In the entries below, some lines hold the string "that"; please say how many, giving the number and nothing else.

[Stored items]
_ _ _

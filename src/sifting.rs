//! Basis reconciliation.
//!
//! After the quantum phase both parties announce their basis sequences in
//! the clear (bit values stay private) and keep only the positions where
//! the bases agree.

use crate::states::Basis;

/// Indices where the two public basis announcements agree.
///
/// Both parties evaluate this over the same exchanged data, so the result
/// is identical regardless of which side computes it. O(N).
pub fn matching_indices(alice: &[Basis], bob: &[Basis]) -> Vec<usize> {
    alice
        .iter()
        .zip(bob.iter())
        .enumerate()
        .filter(|&(_, (a, b))| a == b)
        .map(|(i, _)| i)
        .collect()
}

#[cfg(test)]
mod tests {
    use super::*;
    use crate::states::Basis::{Diagonal, Rectilinear};

    #[test]
    fn keeps_only_matching_positions() {
        let alice = [Rectilinear, Diagonal, Diagonal, Rectilinear];
        let bob = [Rectilinear, Rectilinear, Diagonal, Diagonal];
        assert_eq!(matching_indices(&alice, &bob), vec![0, 2]);
    }

    #[test]
    fn symmetric_between_parties() {
        let alice = [Diagonal, Diagonal, Rectilinear, Diagonal, Rectilinear];
        let bob = [Rectilinear, Diagonal, Rectilinear, Rectilinear, Diagonal];
        assert_eq!(matching_indices(&alice, &bob), matching_indices(&bob, &alice));
    }

    #[test]
    fn identical_announcements_keep_everything() {
        let bases = [Rectilinear, Diagonal, Rectilinear];
        assert_eq!(matching_indices(&bases, &bases), vec![0, 1, 2]);
    }

    #[test]
    fn disjoint_announcements_keep_nothing() {
        let alice = [Rectilinear, Rectilinear];
        let bob = [Diagonal, Diagonal];
        assert!(matching_indices(&alice, &bob).is_empty());
    }
}
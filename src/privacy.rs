//! Privacy amplification via Toeplitz universal hashing.
//!
//! The corrected key is compressed to strip out what an observer of the
//! public exchange could know: the parity bits Cascade revealed plus a
//! margin covering Eve's possible interception, estimated from the QBER.
//! The hash family member is selected by a publicly exchanged seed; a
//! Toeplitz matrix over GF(2) is 2-universal, which is what makes the
//! leftover key statistically close to uniform.

use rand::{Rng, SeedableRng};
use rand_chacha::ChaCha20Rng;

/// Bits subtracted from the corrected key on top of the Cascade leakage.
///
/// Intercept-resend at fraction f induces QBER ≈ f/4 on matched-basis
/// positions, so f is estimated as 4·qber; Eve guesses the right basis half
/// the time she taps, giving her half a bit per intercepted position. The
/// fixed safety term absorbs sampling error in the QBER estimate.
pub fn security_margin(qber: f64, len: usize, safety_bits: usize) -> usize {
    let intercepted_fraction = (4.0 * qber).min(1.0);
    (len as f64 * intercepted_fraction * 0.5).ceil() as usize + safety_bits
}

/// Length of the amplified key, or `None` when nothing would survive.
pub fn amplified_len(len: usize, qber: f64, leaked_bits: u64, safety_bits: usize) -> Option<usize> {
    let spent = leaked_bits as usize + security_margin(qber, len, safety_bits);
    if spent >= len {
        None
    } else {
        Some(len - spent)
    }
}

/// Compress `key` to `out_len` bits with the Toeplitz matrix drawn from the
/// publicly exchanged `seed`.
///
/// The matrix is fixed by `out_len + key.len() - 1` bits along its first
/// column and row; both parties derive the same matrix from the same seed,
/// so the same corrected key maps to the same final key on both sides.
pub fn toeplitz_compress(key: &[bool], out_len: usize, seed: u64) -> Vec<bool> {
    let n = key.len();
    if out_len == 0 || n == 0 {
        return Vec::new();
    }

    let mut rng = ChaCha20Rng::seed_from_u64(seed);
    let diagonals: Vec<bool> = (0..n + out_len - 1).map(|_| rng.gen()).collect();

    (0..out_len)
        .map(|row| {
            key.iter().enumerate().fold(false, |acc, (col, &bit)| {
                // Entry (row, col) lies on diagonal row - col, offset by
                // n - 1 to keep the index non-negative.
                acc ^ (bit & diagonals[row + n - 1 - col])
            })
        })
        .collect()
}
//! Bit/basis data model for the BB84 exchange.
//!
//! A qubit is abstracted as the (bit, basis) pair that prepared it. Measuring
//! in the preparation basis reproduces the encoded bit; measuring in the
//! conjugate basis collapses to a uniformly random outcome. This is the full
//! extent of quantum behaviour the protocol relies on, so no state vectors
//! are carried around.

use rand::Rng;

/// The two conjugate encoding bases of BB84.
#[derive(Debug, Clone, Copy, PartialEq, Eq)]
pub enum Basis {
    /// + basis (0°/90°): |0⟩ and |1⟩.
    Rectilinear,
    /// × basis (45°/135°): |+⟩ and |−⟩.
    Diagonal,
}

impl Basis {
    /// Choose a basis uniformly at random.
    pub fn random<R: Rng>(rng: &mut R) -> Self {
        if rng.gen() {
            Basis::Rectilinear
        } else {
            Basis::Diagonal
        }
    }
}

/// A qubit in flight, described by the (bit, basis) pair that prepared it.
///
/// Deliberately not `Copy`: the channel consumes each qubit exactly once.
#[derive(Debug, Clone, PartialEq, Eq)]
pub struct Qubit {
    pub bit: bool,
    pub basis: Basis,
}

impl Qubit {
    pub fn prepare(bit: bool, basis: Basis) -> Self {
        Qubit { bit, basis }
    }

    /// Measure in `basis`, consuming the qubit.
    ///
    /// A matching basis yields the encoded bit; the conjugate basis yields a
    /// 50/50 outcome.
    pub fn measure<R: Rng>(self, basis: Basis, rng: &mut R) -> bool {
        if self.basis == basis {
            self.bit
        } else {
            rng.gen()
        }
    }
}

/// A receiver-side measurement: the basis committed to and the observed bit.
#[derive(Debug, Clone, Copy, PartialEq, Eq)]
pub struct Measurement {
    pub bit: bool,
    pub basis: Basis,
}

#[cfg(test)]
mod tests {
    use super::*;
    use rand::SeedableRng;
    use rand_chacha::ChaCha20Rng;

    #[test]
    fn matching_basis_reproduces_bit() {
        let mut rng = ChaCha20Rng::seed_from_u64(1);
        for &bit in &[false, true] {
            for &basis in &[Basis::Rectilinear, Basis::Diagonal] {
                let qubit = Qubit::prepare(bit, basis);
                assert_eq!(qubit.measure(basis, &mut rng), bit);
            }
        }
    }

    #[test]
    fn conjugate_basis_is_unbiased() {
        let mut rng = ChaCha20Rng::seed_from_u64(2);
        let trials = 10_000;
        let mut ones = 0;
        for _ in 0..trials {
            let qubit = Qubit::prepare(false, Basis::Rectilinear);
            if qubit.measure(Basis::Diagonal, &mut rng) {
                ones += 1;
            }
        }
        let ratio = ones as f64 / trials as f64;
        assert!(
            (0.45..0.55).contains(&ratio),
            "wrong-basis outcome should be ~50/50, got {}",
            ratio
        );
    }

    #[test]
    fn basis_choice_is_balanced() {
        let mut rng = ChaCha20Rng::seed_from_u64(3);
        let trials = 10_000;
        let rectilinear = (0..trials)
            .filter(|_| Basis::random(&mut rng) == Basis::Rectilinear)
            .count();
        let ratio = rectilinear as f64 / trials as f64;
        assert!(
            (0.45..0.55).contains(&ratio),
            "basis choice should be ~50/50, got {}",
            ratio
        );
    }
}
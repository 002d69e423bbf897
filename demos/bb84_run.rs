//! Full BB84 walkthrough: distribute a key over a noisy channel, then drive
//! the AES-GCM wrapper with it.
//!
//! Stage-level tracing is available via RUST_LOG=debug.

use bb84_qkd_sim::prelude::*;
use rand::rngs::OsRng;

fn main() -> Result<(), Box<dyn std::error::Error>> {
    tracing_subscriber::fmt()
        .with_env_filter(tracing_subscriber::EnvFilter::from_default_env())
        .init();

    let config = ProtocolConfig {
        num_qubits: 2000,
        channel_noise_probability: 0.01,
        ..ProtocolConfig::default()
    };

    println!("Running BB84 over {} qubits...", config.num_qubits);
    let outcome = run(&config)?;
    let stats = &outcome.stats;
    println!(
        "sifted {} bits, sampled {}, QBER {:.3}",
        stats.sifted_bits, stats.sampled_bits, outcome.qber
    );
    println!(
        "cascade corrected {} bits while leaking {} parity bits",
        stats.cascade_corrections, stats.leaked_bits
    );
    println!(
        "final key: {} bits ({:.1}% of qubits sent)",
        stats.final_bits,
        stats.efficiency()
    );

    let key = derive_key(outcome.final_key())?;
    let sealed = encrypt(&key, b"Hello, quantum world!", &mut OsRng)?;
    let opened = decrypt(&key, &sealed)?;
    assert_eq!(opened, b"Hello, quantum world!");
    println!("AES-GCM round trip with the distributed key succeeded");
    Ok(())
}
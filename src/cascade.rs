//! Cascade error reconciliation.
//!
//! Multi-pass block-parity comparison over publicly permuted copies of the
//! remaining key. A block whose parities disagree holds an odd number of
//! mismatches; recursive bisection isolates one and flips Bob's bit. Every
//! public parity comparison leaks one bit of information and is tallied on
//! the transcript so privacy amplification can subtract the exact total.
//!
//! A full-key parity check alone cannot see an even number of residual
//! mismatches, so certification finishes with publicly seeded random-subset
//! parity checks: each surviving mismatch pattern passes a random subset
//! with probability 1/2, and a streak of clean checks bounds the residual
//! failure probability at 2^-verify_rounds.

use rand::seq::SliceRandom;
use rand::{Rng, SeedableRng};
use rand_chacha::ChaCha20Rng;
use tracing::debug;

use crate::error::ProtocolError;
use crate::party::{Alice, Bob};
use crate::transcript::{MessageKind, Transcript};

/// Tuning for the reconciliation phase.
#[derive(Debug, Clone, Copy)]
pub struct CascadeParams {
    /// Number of block-parity passes.
    pub passes: usize,
    /// Block size of the first pass; doubles every pass.
    pub initial_block_size: usize,
    /// Consecutive clean verification parities required to certify.
    pub verify_rounds: usize,
    /// Upper bound on verification rounds before giving up.
    pub max_correction_rounds: usize,
}

/// Summary of a finished reconciliation.
#[derive(Debug, Clone, Copy, PartialEq, Eq)]
pub struct CascadeOutcome {
    /// Bits flipped on Bob's side. Each flip repairs a genuine mismatch.
    pub corrections: usize,
    /// Parity bits revealed during this phase.
    pub leaked_bits: u64,
}

/// Reconcile Bob's key toward Alice's.
///
/// On success the two working keys are equal up to the certification bound;
/// the keys themselves never cross the public channel, only parities do.
pub fn reconcile<R: Rng>(
    alice: &Alice,
    bob: &mut Bob,
    params: &CascadeParams,
    transcript: &mut Transcript,
    rng: &mut R,
) -> Result<CascadeOutcome, ProtocolError> {
    let n = alice.key_len();
    debug_assert_eq!(n, bob.key_len());
    let leaked_before = transcript.leaked_parity_bits();
    let mut corrections = 0usize;

    for pass in 0..params.passes {
        let block_size = params.initial_block_size << pass;

        // Both sides shuffle identically from a seed exchanged in the clear.
        let pass_seed: u64 = rng.gen();
        transcript.announce(MessageKind::PassSeed, 1);
        let mut order: Vec<usize> = (0..n).collect();
        order.shuffle(&mut ChaCha20Rng::seed_from_u64(pass_seed));

        let mut pass_corrections = 0usize;
        for block in order.chunks(block_size) {
            let agree = transcript.compare_parity(alice.parity(block), bob.parity(block));
            if !agree {
                bisect(alice, bob, block, transcript);
                corrections += 1;
                pass_corrections += 1;
            }
        }
        debug!(
            pass = pass + 1,
            block_size,
            corrections = pass_corrections,
            "cascade pass complete"
        );
    }

    // Certification. The first round and every round after a correction
    // check the whole key, catching any odd residual immediately; clean
    // rounds draw random subsets until the streak is long enough.
    let all: Vec<usize> = (0..n).collect();
    let mut clean_streak = 0usize;
    let mut rounds = 0usize;
    let mut check_whole_key = true;

    while clean_streak < params.verify_rounds {
        if rounds >= params.max_correction_rounds {
            return Err(ProtocolError::ReconciliationFailed { rounds });
        }
        rounds += 1;

        let subset: Vec<usize> = if check_whole_key {
            all.clone()
        } else {
            let subset_seed: u64 = rng.gen();
            transcript.announce(MessageKind::VerifySeed, 1);
            let mut pick = ChaCha20Rng::seed_from_u64(subset_seed);
            all.iter().copied().filter(|_| pick.gen()).collect()
        };

        if transcript.compare_parity(alice.parity(&subset), bob.parity(&subset)) {
            clean_streak += 1;
            check_whole_key = false;
        } else {
            clean_streak = 0;
            check_whole_key = true;
            bisect(alice, bob, &subset, transcript);
            corrections += 1;
        }
    }

    let leaked_bits = transcript.leaked_parity_bits() - leaked_before;
    debug!(corrections, leaked_bits, "reconciliation certified");
    Ok(CascadeOutcome {
        corrections,
        leaked_bits,
    })
}

/// Binary-search a span whose parities disagree down to the single differing
/// position and flip Bob's bit there.
///
/// Only the left half is compared at each level; the right half's parity is
/// implied. One leaked bit per level.
fn bisect(alice: &Alice, bob: &mut Bob, span: &[usize], transcript: &mut Transcript) {
    debug_assert!(!span.is_empty(), "cannot bisect an empty span");
    let mut span = span.to_vec();
    while span.len() > 1 {
        let mid = span.len() / 2;
        let left = &span[..mid];
        if transcript.compare_parity(alice.parity(left), bob.parity(left)) {
            // Mismatch sits in the right half.
            span.drain(..mid);
        } else {
            span.truncate(mid);
        }
    }
    bob.flip(span[0]);
}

_ _ _

[RESULT FOR THIS TASK]
2